Stored data entries:
==========

//! Bounded, priority-ordered operation queue.

use std::sync::Arc;
use std::sync::atomic::{AtomicBool, AtomicU8, Ordering};

use imgpipe_core::Priority;

type Work = Box<dyn FnOnce() + Send>;

/// A handle to one submitted queue item, letting the caller cancel it
/// before it starts or update its priority while it waits.
#[derive(Clone)]
pub struct QueueItemHandle {
    priority: Arc<AtomicU8>,
    cancelled: Arc<AtomicBool>,
}

impl QueueItemHandle {
    /// Cancel this item. If it has not yet started, [`BoundedOperationQueue::dispatch_ready`]
    /// will skip it instead of running it. Has no effect on an item that
    /// already started — the queue only tracks *queued* work.
    pub fn cancel(&self) {
        self.cancelled.store(true, Ordering::Relaxed);
    }

    /// Update this item's dispatch priority. Only affects ordering if the
    /// item has not yet started.
    pub fn set_priority(&self, priority: Priority) {
        self.priority.store(priority as u8, Ordering::Relaxed);
    }
}

struct QueuedItem {
    priority: Arc<AtomicU8>,
    cancelled: Arc<AtomicBool>,
    seq: u64,
    work: Work,
}

/// Caps concurrent in-flight operations at `capacity`, dispatching the
/// highest-priority queued item first (ties broken by submission order).
///
/// The queue itself holds no lock: it is only ever touched from the serial
/// orchestrator context, so plain interior state suffices.
pub struct BoundedOperationQueue {
    capacity: usize,
    running: usize,
    items: Vec<QueuedItem>,
    next_seq: u64,
}

impl BoundedOperationQueue {
    /// Create a queue capping concurrency at `capacity`.
    pub fn new(capacity: usize) -> Self {
        Self {
            capacity: capacity.max(1),
            running: 0,
            items: Vec::new(),
            next_seq: 0,
        }
    }

    /// Submit one unit of work at the given priority, returning a handle to
    /// cancel or reprioritize it before it starts.
    pub fn submit(&mut self, priority: Priority, work: Work) -> QueueItemHandle {
        let priority_cell = Arc::new(AtomicU8::new(priority as u8));
        let cancelled = Arc::new(AtomicBool::new(false));
        let seq = self.next_seq;
        self.next_seq += 1;
        self.items.push(QueuedItem {
            priority: Arc::clone(&priority_cell),
            cancelled: Arc::clone(&cancelled),
            seq,
            work,
        });
        QueueItemHandle {
            priority: priority_cell,
            cancelled,
        }
    }

    /// Mark one running slot as freed. Call once per item that previously
    /// started via [`dispatch_ready`](Self::dispatch_ready).
    pub fn finish(&mut self) {
        self.running = self.running.saturating_sub(1);
    }

    /// Pop and return as many ready work items as current capacity allows,
    /// highest priority first, dropping any that were cancelled while
    /// queued. A cancelled item never runs.
    pub fn dispatch_ready(&mut self) -> Vec<Work> {
        self.items.retain(|item| !item.cancelled.load(Ordering::Relaxed));
        self.items.sort_by(|a, b| {
            let pa = a.priority.load(Ordering::Relaxed);
            let pb = b.priority.load(Ordering::Relaxed);
            pb.cmp(&pa).then(a.seq.cmp(&b.seq))
        });

        let mut ready = Vec::new();
        while self.running < self.capacity && !self.items.is_empty() {
            let item = self.items.remove(0);
            self.running += 1;
            ready.push(item.work);
        }
        ready
    }

    /// Number of items currently running.
    pub fn running_count(&self) -> usize {
        self.running
    }

    /// Number of items still queued (not yet dispatched).
    pub fn queued_count(&self) -> usize {
        self.items.len()
    }
}
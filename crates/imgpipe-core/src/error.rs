//! Pipeline error types.

/// Result type for pipeline operations.
pub type PipelineResult<T> = Result<T, ImagePipelineError>;

/// Errors surfaced to a `Task`'s completion callback.
///
/// These are the only kinds of failure the core reports; cancellation is
/// not represented here — a cancelled task simply never receives
/// a completion callback.
#[derive(Debug, thiserror::Error, Clone)]
#[non_exhaustive]
pub enum ImagePipelineError {
    /// The data loader reported a fetch failure.
    #[error("data load failed: {0}")]
    DataLoad(String),

    /// Final decode returned no image, the fetch produced zero bytes, or
    /// no decoder could be instantiated for the response.
    #[error("decoding failed")]
    DecodingFailed,

    /// The final processor returned no image.
    #[error("processing failed")]
    ProcessingFailed,

    /// The pipeline was misconfigured (e.g. zero concurrency).
    #[error("invalid configuration: {0}")]
    Configuration(String),
}
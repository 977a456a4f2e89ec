//! Concurrent pipeline orchestration engine: the runtime half of imgpipe.
//!
//! This crate owns the [`PipelineOrchestrator`] state machine — session
//! deduplication, the fetch and processing queues, the rate limiter, and
//! the memory cache gate — built on the primitives in `imgpipe-core`.
//! Byte fetching, decoding and image processing are all external
//! collaborators, supplied through the traits in [`traits`].

mod cache;
mod config;
mod orchestrator;
mod queue;
mod rate_limiter;
mod request;
mod session;
mod task;
mod traits;
mod types;

#[cfg(any(test, feature = "test-util"))]
pub mod testing;

pub use cache::MemoryCacheAdapter;
pub use config::{
    PipelineConfig, PipelineConfigBuilder, DEFAULT_FETCH_CONCURRENCY, DEFAULT_PROCESSING_CONCURRENCY,
    DEFAULT_RATE_LIMITER_CAPACITY, DEFAULT_RATE_LIMITER_REFILL_PER_SEC,
};
pub use orchestrator::PipelineOrchestrator;
pub use request::Request;
pub use session::TaskSinks;
pub use task::Task;
pub use traits::{
    DataLoader, DecoderRegistry, Decoder, DefaultProcessorResolver, FetchEvents, FetchHandle, ImageCache, Processor,
    ProcessorResolver,
};
pub use types::{DataBuffer, DecodedFrame, DecodingContext, FetchResponse, Image, ProcessingContext, ProgressUpdate};

pub use imgpipe_core::{
    CacheKey, CancellationSource, CancellationToken, ImagePipelineError, LoadKey, PipelineResult, Priority,
    SessionId, SessionMetrics, TaskId, TaskMetrics,
};
//! Pipeline configuration.

use std::sync::Arc;

use imgpipe_core::{ImagePipelineError, PipelineResult};

use crate::traits::{DataLoader, DecoderRegistry, ImageCache, ProcessorResolver};
use crate::traits::DefaultProcessorResolver;

/// Default number of concurrent fetch operations.
pub const DEFAULT_FETCH_CONCURRENCY: usize = 6;

/// Default number of concurrent processing operations.
pub const DEFAULT_PROCESSING_CONCURRENCY: usize = 2;

/// Default rate limiter token bucket capacity.
pub const DEFAULT_RATE_LIMITER_CAPACITY: u32 = 30;

/// Default rate limiter refill rate, in tokens per second.
pub const DEFAULT_RATE_LIMITER_REFILL_PER_SEC: f64 = 80.0;

/// Configuration for a [`PipelineOrchestrator`](crate::orchestrator::PipelineOrchestrator).
///
/// A plain, cloneable struct plus a chained builder, all fields defaulted
/// to sensible out-of-the-box values.
#[derive(Clone)]
pub struct PipelineConfig {
    /// The byte-level data loader. Required — there is no usable default.
    pub data_loader: Arc<dyn DataLoader>,
    /// Selects a decoder for each fetch in progress.
    pub image_decoder: Arc<dyn DecoderRegistry>,
    /// Optional external memory cache.
    pub image_cache: Option<Arc<dyn ImageCache>>,
    /// Resolves which processor (if any) applies to a decode result.
    pub image_processor: Arc<dyn ProcessorResolver>,
    /// Maximum concurrent fetch operations.
    pub fetch_concurrency: usize,
    /// Maximum concurrent processing operations.
    pub processing_concurrency: usize,
    /// Whether concurrent requests for the same load key share one fetch.
    pub is_deduplication_enabled: bool,
    /// Whether subscribe/cancel churn is smoothed by a token-bucket limiter.
    pub is_rate_limiter_enabled: bool,
    /// Whether partially-downloaded data may be decoded into interim images.
    pub is_progressive_decoding_enabled: bool,
    /// Token bucket capacity for the rate limiter.
    pub rate_limiter_capacity: u32,
    /// Token bucket refill rate, in tokens per second.
    pub rate_limiter_refill_per_sec: f64,
}

impl PipelineConfig {
    /// Start a builder requiring only the data loader and decoder
    /// registry, the two collaborators with no sensible default.
    pub fn builder(
        data_loader: Arc<dyn DataLoader>,
        image_decoder: Arc<dyn DecoderRegistry>,
    ) -> PipelineConfigBuilder {
        PipelineConfigBuilder {
            data_loader,
            image_decoder,
            image_cache: None,
            image_processor: Arc::new(DefaultProcessorResolver),
            fetch_concurrency: DEFAULT_FETCH_CONCURRENCY,
            processing_concurrency: DEFAULT_PROCESSING_CONCURRENCY,
            is_deduplication_enabled: true,
            is_rate_limiter_enabled: true,
            is_progressive_decoding_enabled: false,
            rate_limiter_capacity: DEFAULT_RATE_LIMITER_CAPACITY,
            rate_limiter_refill_per_sec: DEFAULT_RATE_LIMITER_REFILL_PER_SEC,
        }
    }
}

impl std::fmt::Debug for PipelineConfig {
    fn fmt(&self, f: &mut std::fmt::Formatter<'_>) -> std::fmt::Result {
        f.debug_struct("PipelineConfig")
            .field("fetch_concurrency", &self.fetch_concurrency)
            .field("processing_concurrency", &self.processing_concurrency)
            .field("is_deduplication_enabled", &self.is_deduplication_enabled)
            .field("is_rate_limiter_enabled", &self.is_rate_limiter_enabled)
            .field(
                "is_progressive_decoding_enabled",
                &self.is_progressive_decoding_enabled,
            )
            .field("rate_limiter_capacity", &self.rate_limiter_capacity)
            .field(
                "rate_limiter_refill_per_sec",
                &self.rate_limiter_refill_per_sec,
            )
            .field("has_image_cache", &self.image_cache.is_some())
            .finish()
    }
}

/// Builder for [`PipelineConfig`].
pub struct PipelineConfigBuilder {
    data_loader: Arc<dyn DataLoader>,
    image_decoder: Arc<dyn DecoderRegistry>,
    image_cache: Option<Arc<dyn ImageCache>>,
    image_processor: Arc<dyn ProcessorResolver>,
    fetch_concurrency: usize,
    processing_concurrency: usize,
    is_deduplication_enabled: bool,
    is_rate_limiter_enabled: bool,
    is_progressive_decoding_enabled: bool,
    rate_limiter_capacity: u32,
    rate_limiter_refill_per_sec: f64,
}

impl PipelineConfigBuilder {
    /// Set the external memory cache.
    #[must_use]
    pub fn image_cache(mut self, cache: Arc<dyn ImageCache>) -> Self {
        self.image_cache = Some(cache);
        self
    }

    /// Override the default processor resolver.
    #[must_use]
    pub fn image_processor(mut self, resolver: Arc<dyn ProcessorResolver>) -> Self {
        self.image_processor = resolver;
        self
    }

    /// Set fetch concurrency (default 6).
    #[must_use]
    pub fn fetch_concurrency(mut self, n: usize) -> Self {
        self.fetch_concurrency = n;
        self
    }

    /// Set processing concurrency (default 2).
    #[must_use]
    pub fn processing_concurrency(mut self, n: usize) -> Self {
        self.processing_concurrency = n;
        self
    }

    /// Enable or disable deduplication (default enabled).
    #[must_use]
    pub fn deduplication_enabled(mut self, enabled: bool) -> Self {
        self.is_deduplication_enabled = enabled;
        self
    }

    /// Enable or disable the rate limiter (default enabled).
    #[must_use]
    pub fn rate_limiter_enabled(mut self, enabled: bool) -> Self {
        self.is_rate_limiter_enabled = enabled;
        self
    }

    /// Enable or disable progressive decoding (default disabled).
    #[must_use]
    pub fn progressive_decoding_enabled(mut self, enabled: bool) -> Self {
        self.is_progressive_decoding_enabled = enabled;
        self
    }

    /// Override the rate limiter's bucket capacity and refill rate.
    #[must_use]
    pub fn rate_limits(mut self, capacity: u32, refill_per_sec: f64) -> Self {
        self.rate_limiter_capacity = capacity;
        self.rate_limiter_refill_per_sec = refill_per_sec;
        self
    }

    /// Finish building.
    ///
    /// Fails if `fetch_concurrency` or `processing_concurrency` is zero, or
    /// if the rate limiter is enabled with a non-positive, non-finite
    /// refill rate (either of which would otherwise panic later when the
    /// rate limiter computes a retry delay).
    pub fn build(self) -> PipelineResult<PipelineConfig> {
        if self.fetch_concurrency == 0 {
            return Err(ImagePipelineError::Configuration(
                "fetch_concurrency must be at least 1".to_string(),
            ));
        }
        if self.processing_concurrency == 0 {
            return Err(ImagePipelineError::Configuration(
                "processing_concurrency must be at least 1".to_string(),
            ));
        }
        if self.is_rate_limiter_enabled
            && !(self.rate_limiter_refill_per_sec.is_finite() && self.rate_limiter_refill_per_sec > 0.0)
        {
            return Err(ImagePipelineError::Configuration(
                "rate_limiter_refill_per_sec must be a positive, finite number when the rate limiter is enabled".to_string(),
            ));
        }

        Ok(PipelineConfig {
            data_loader: self.data_loader,
            image_decoder: self.image_decoder,
            image_cache: self.image_cache,
            image_processor: self.image_processor,
            fetch_concurrency: self.fetch_concurrency,
            processing_concurrency: self.processing_concurrency,
            is_deduplication_enabled: self.is_deduplication_enabled,
            is_rate_limiter_enabled: self.is_rate_limiter_enabled,
            is_progressive_decoding_enabled: self.is_progressive_decoding_enabled,
            rate_limiter_capacity: self.rate_limiter_capacity,
            rate_limiter_refill_per_sec: self.rate_limiter_refill_per_sec,
        })
    }
}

==========

Pull out all lines containing the word "before" from the entries above.

/// before it starts or update its priority while it waits.
    /// cancel or reprioritize it before it starts.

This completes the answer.